DISCLOSURE OF THE INVENTION

[0013] The compositions of this invention are laundry detergents substantially free of Inorganic phosphate salts comprising:

a) from about 10% to about 65% by weight of a detergent surfactant selected from the group consisting of non-soap anionic surfactants, nonionic surfactants, zwitterionic surfactants, ampholytic surfactants, cationic surfactants and mixtures thereof;

b) from about 3% to about 60% by weight of a detergency builder selected from the group consisting of water-insoluble sodium aluminosilicates and organic detergency builders selected from the group consisting of C_10-18 monocarboxylic acids, polycarboxylic acids not containing both nitrogen and hydroxyalkyl radicals, polymeric carboxylates, polyphosphonic acids, salts thereof, and mixtures thereof;

c) from about 0.5% to about 10% hydroxyethylethylenediaminetriacetic acid or alkali metal, alkaline earth metal, ammonium or substituted ammonium salts thereof;

d) from 0% to about 75%, by weight of a water-soluble inorganic detergency builder selected from the group consisting of alkali metal silicates, alkali metal carbonates and mixtures thereof.

[0014] It is a purpose of the Invention to provide laundry detergent compositions substantially free of Inorganic phosphates that possess improved stain removal characteristics relative to prior art compositions free of inorganic phosphates.

DETAILED DESCRIPTION OF THE INVENTION

Detergent Surfactants

[0015] The detergent surfactant can be selected from non-soap anionic, nonionic, zwitterionic, amphoteric and cationic surfactants and mixtures thereof. The surfactants comprise from about 10% to about 65%, preferably from about 15% to about 30%, of the composition by weight.

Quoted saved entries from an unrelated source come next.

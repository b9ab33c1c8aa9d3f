use thiserror::Error;

/// Errors from running the animation host.
///
/// Widget operations themselves never fail; only starting, feeding and
/// stopping the animation thread can.
#[derive(Debug, Error)]
pub enum HostError {
    #[error("failed to spawn animation thread: {0}")]
    Spawn(#[from] std::io::Error),

    #[error("animation event loop error: {0}")]
    EventLoop(#[from] calloop::Error),

    #[error("animation host is no longer running")]
    Disconnected,

    #[error("animation thread panicked")]
    Panicked,
}
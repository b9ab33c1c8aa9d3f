//! Drives a bottom sheet headlessly: drags it open with a synthetic finger,
//! closes it from the owner thread and logs what the animation thread paints.
//!
//! Run with `RUST_LOG=info cargo run --example sheet_demo`.

use std::thread::sleep;
use std::time::Duration;

use drag_sheet::prelude::*;
use drag_sheet::widgets::bottom_sheet::HANDLE_MARGIN;

fn log_latest(host: &Host, label: &str) {
    match host.latest_frame() {
        Some(frame) => {
            let panel_y = frame
                .commands
                .iter()
                .find(|command| command.color() == Color::WHITE)
                .map(|command| command.rect().y);
            log::info!(
                "{}: frame {} with {} commands, panel top at {:?}",
                label,
                frame.index,
                frame.commands.len(),
                panel_y
            );
        }
        None => log::info!("{}: nothing painted yet", label),
    }
}

fn main() -> Result<(), HostError> {
    env_logger::init();

    let metrics = screen_metrics();
    let sheet = bottom_sheet(SheetConfig::default())
        .child(block(60.0).width(metrics.width - 32.0).radius(8.0))
        .child(block(120.0).width(metrics.width - 32.0).radius(8.0))
        .child(block(200.0).width(metrics.width - 32.0).radius(8.0));
    let handle = sheet.handle();

    let host = Host::spawn(HostConfig::default(), sheet)?;
    sleep(Duration::from_millis(50));
    log_latest(&host, "closed");

    // The closed panel starts at the bottom edge; grab its handle strip and
    // pull it two thirds of the way up
    let x = metrics.width / 2.0;
    let mut y = metrics.height + HANDLE_MARGIN;
    host.send(Event::PointerDown { x, y })?;
    for _ in 0..20 {
        y -= metrics.height / 30.0;
        host.send(Event::PointerMove { x, y })?;
        sleep(Duration::from_millis(16));
    }
    host.send(Event::PointerUp { x, y })?;
    log_latest(&host, "released");

    sleep(Duration::from_secs(2));
    log_latest(&host, "opened");

    handle.scroll_to(0.0);
    sleep(Duration::from_secs(2));
    log_latest(&host, "closed again");

    host.shutdown()
}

a. Non-Soap Anionic Surfactants

[0016] Non-soap anionic surfactants can be represented by the general formula R S0₃M wherein R represents a hydrocarbon group selected from the group consisting of straight or branched alkyl radicals containing from about 8 to about 24 carbon atoms and alkyl phenyl radicals containing from about 9 to about 15 carbon atoms in the alkyl group. M is a salt-forming cation which typically is selected from the group consisting of sodium, potassium, ammonium, monoalkanolammonium, dialkanolammonium, trialkanolammonium, and magnesium cations and mixtures thereof.

[0017] Preferred non-soap anionic surfactants include the water-soluble salts of alkylbenzene sulfonic acid containing from about 9 to about 15 carbon atoms in the alkyl group and water-soluble alkyl sulfates containing from about 10 to about 18 carbon atoms.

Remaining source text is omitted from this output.